I note the names. “Loving Dentistry,” “Remarkable Smiles,” “Gentle Care.” I don’t remember dentist’s practices even having names not so long ago. All of the new names are intended to reassure patients. They promise pain-free healing, even transformation.
As a kid we went to a dentist who I suspect would be bemused, or perhaps perplexed, by the subsequent turn of his profession to the upbeat and pleasant. That was not Dr. Haggerty’s m.o. His approach to the human mouth didn’t seem all that different from that of auto mechanic to a car’s engine. “Let’s get in there and bang around,” might have been the name of his practice. The other memorable thing about Dr. Haggerty was the hair in his nose. It was a dense forest of black and gray. “How can he even breathe through that thicket?” my sister and I wondered.

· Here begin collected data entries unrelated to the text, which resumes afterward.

use std::collections::BTreeMap;
use std::fmt;

use nalgebra::{DMatrix, SymmetricEigen};

use crate::dataset::Dataset;
use crate::error::{Result, ScoutError};
use crate::standardize::{Imputation, feature_matrix, standardize};

pub const COMPONENT_PREFIX: &str = "component_";

/// Projects a standardized matrix onto fewer derived dimensions.
///
/// Implementations must return `target_dims` columns with one row per input row, in
/// the input's row order.
pub trait Reducer: Send + Sync {
    fn name(&self) -> &str;

    fn fit_transform(&self, matrix: &DMatrix<f64>, target_dims: usize) -> Result<DMatrix<f64>>;
}

/// Principal component analysis over the covariance matrix.
#[derive(Debug, Clone, Copy, Default)]
pub struct Pca;

#[derive(Debug, Clone, PartialEq)]
pub struct PcaFit {
    pub means: Vec<f64>,
    /// Features × components; each column is a unit loading vector.
    pub components: DMatrix<f64>,
    pub explained_variance: Vec<f64>,
    pub explained_variance_ratio: Vec<f64>,
}

impl Pca {
    /// Components come out in decreasing explained variance. Eigenvector signs are
    /// arbitrary, so each component is flipped until its loadings sum to a
    /// non-negative value (largest loading positive when the sum is zero).
    pub fn fit(&self, matrix: &DMatrix<f64>, target_dims: usize) -> Result<PcaFit> {
        check_dims(matrix.ncols(), target_dims)?;
        let (n, p) = matrix.shape();

        let means: Vec<f64> = (0..p)
            .map(|j| {
                if n == 0 {
                    0.0
                } else {
                    matrix.column(j).sum() / n as f64
                }
            })
            .collect();
        let centered = DMatrix::from_fn(n, p, |i, j| matrix[(i, j)] - means[j]);
        let denom = (n.max(2) - 1) as f64;
        let cov = (centered.transpose() * &centered) / denom;

        let eigen = SymmetricEigen::new(cov);
        let mut order: Vec<usize> = (0..p).collect();
        order.sort_by(|a, b| eigen.eigenvalues[*b].total_cmp(&eigen.eigenvalues[*a]));

        let mut components = DMatrix::from_fn(p, target_dims, |i, k| eigen.eigenvectors[(i, order[k])]);
        for k in 0..target_dims {
            let mut col = components.column_mut(k);
            let sum = col.sum();
            let flip = if sum.abs() > 1e-12 {
                sum < 0.0
            } else {
                col.iter()
                    .copied()
                    .max_by(|a, b| a.abs().total_cmp(&b.abs()))
                    .is_some_and(|v| v < 0.0)
            };
            if flip {
                col.neg_mut();
            }
        }

        let variances: Vec<f64> = order.iter().map(|&i| eigen.eigenvalues[i].max(0.0)).collect();
        let total: f64 = variances.iter().sum();
        let explained_variance: Vec<f64> = variances[..target_dims].to_vec();
        let explained_variance_ratio = explained_variance
            .iter()
            .map(|v| if total > 0.0 { v / total } else { 0.0 })
            .collect();

        Ok(PcaFit {
            means,
            components,
            explained_variance,
            explained_variance_ratio,
        })
    }
}

impl PcaFit {
    pub fn transform(&self, matrix: &DMatrix<f64>) -> Result<DMatrix<f64>> {
        if matrix.ncols() != self.means.len() {
            return Err(ScoutError::Value(format!(
                "fitted on {} columns, got {}",
                self.means.len(),
                matrix.ncols()
            )));
        }
        let centered = DMatrix::from_fn(matrix.nrows(), matrix.ncols(), |i, j| {
            matrix[(i, j)] - self.means[j]
        });
        Ok(centered * &self.components)
    }
}

impl Reducer for Pca {
    fn name(&self) -> &str {
        "pca"
    }

    fn fit_transform(&self, matrix: &DMatrix<f64>, target_dims: usize) -> Result<DMatrix<f64>> {
        self.fit(matrix, target_dims)?.transform(matrix)
    }
}

/// Mean of the standardized columns: the plain composite z-score.
#[derive(Debug, Clone, Copy, Default)]
pub struct ZScoreMean;

impl Reducer for ZScoreMean {
    fn name(&self) -> &str {
        "zscore_mean"
    }

    fn fit_transform(&self, matrix: &DMatrix<f64>, target_dims: usize) -> Result<DMatrix<f64>> {
        if target_dims != 1 {
            return Err(ScoutError::Value(format!(
                "zscore_mean produces 1 dimension, {target_dims} requested"
            )));
        }
        let p = matrix.ncols().max(1) as f64;
        Ok(DMatrix::from_fn(matrix.nrows(), 1, |i, _| matrix.row(i).sum() / p))
    }
}

/// Reducers addressable by name from rating configs.
pub struct ReducerRegistry {
    reducers: BTreeMap<String, Box<dyn Reducer>>,
}

impl Default for ReducerRegistry {
    fn default() -> Self {
        let mut out = Self::empty();
        out.register(Box::new(Pca));
        out.register(Box::new(ZScoreMean));
        out
    }
}

impl fmt::Debug for ReducerRegistry {
    fn fmt(&self, f: &mut fmt::Formatter<'_>) -> fmt::Result {
        f.debug_list().entries(self.reducers.keys()).finish()
    }
}

impl ReducerRegistry {
    pub fn empty() -> Self {
        Self {
            reducers: BTreeMap::new(),
        }
    }

    /// Registers under `reducer.name()`, replacing any reducer already there.
    pub fn register(&mut self, reducer: Box<dyn Reducer>) {
        self.reducers.insert(reducer.name().to_string(), reducer);
    }

    pub fn get(&self, name: &str) -> Result<&dyn Reducer> {
        self.reducers
            .get(name)
            .map(|r| r.as_ref())
            .ok_or_else(|| ScoutError::Config(format!("unknown reducer '{name}'")))
    }

    pub fn names(&self) -> impl Iterator<Item = &str> {
        self.reducers.keys().map(String::as_str)
    }
}

/// Appends `component_1..=target_dims` computed by PCA.
pub fn reduce(dataset: &Dataset, columns: &[&str], target_dims: usize) -> Result<Dataset> {
    reduce_with(dataset, columns, target_dims, &Pca)
}

pub fn reduce_with(
    dataset: &Dataset,
    columns: &[&str],
    target_dims: usize,
    reducer: &dyn Reducer,
) -> Result<Dataset> {
    dataset.require_columns(columns)?;
    check_dims(columns.len(), target_dims)?;
    let z = standardize(&feature_matrix(dataset, columns, Imputation::Forbid)?);
    let reduced = run_reducer(reducer, &z, target_dims)?;

    let mut out = dataset.clone();
    for k in 0..target_dims {
        let values: Vec<Option<f64>> = reduced.column(k).iter().map(|v| Some(*v)).collect();
        out.set_column(&format!("{COMPONENT_PREFIX}{}", k + 1), &values);
    }
    Ok(out)
}

pub(crate) fn run_reducer(
    reducer: &dyn Reducer,
    z: &DMatrix<f64>,
    target_dims: usize,
) -> Result<DMatrix<f64>> {
    let reduced = reducer.fit_transform(z, target_dims)?;
    if reduced.shape() != (z.nrows(), target_dims) {
        return Err(ScoutError::Config(format!(
            "reducer '{}' returned {}x{}, expected {}x{}",
            reducer.name(),
            reduced.nrows(),
            reduced.ncols(),
            z.nrows(),
            target_dims
        )));
    }
    Ok(reduced)
}

fn check_dims(available: usize, target_dims: usize) -> Result<()> {
    if target_dims < 1 || target_dims > available {
        return Err(ScoutError::Value(format!(
            "target dimensions must be within 1..={available} (got {target_dims})"
        )));
    }
    Ok(())
}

The shift in dental practice seems a sign of the times. Instead of a gruff, white-coated Dr. Haggerty, commanding “open wide” and setting to, today’s dental practitioners explain what they are going to do, tell you if you are likely to experience the slightest discomfort, and apologize if you do.
It’s all about you!
Which is great. After a recent root canal I even sent a thank you note to the oral surgeon in which I said, in part, “One of the reasons I’m glad I’m alive now and not 100 years ago, is modern dental surgery. Thanks for your good work.”
At the same time, the cheerful names of modern dental practices — “Loving Dentistry!” “Remarkable Smiles!” “Happy Faces!” — also reflect a society that would like to pretend suffering doesn’t exist or that a life without pain or suffering is our due.
I kind of think that is a particular aspect of the ethos of the American suburbs where I am at the moment. While waiting here I spent some time wandering in a nearby boutique shopping center, one designed to look like a village in Norman Rockwell’s America. Now, I am the last person who should pass time in a shopping center, I admit, but golly it all seemed so cute and so pretend.
In a recent post I mentioned Martin Luther’s distinction between a “theology of the cross,” and a “theology of glory.” The former keeps company with pain and finds the hidden God most present in the cross. The latter pretends suffering and failure don’t exist and can be avoided if you are the right kind of person or belong to the right group or tribe.
COVID is surging again and we won’t pretend our way out of it. Sometimes you have to look a hard thing in the face and call it what it is. If there is a message to America in this pandemic, that may be it. Call it reality-therapy. We’re due.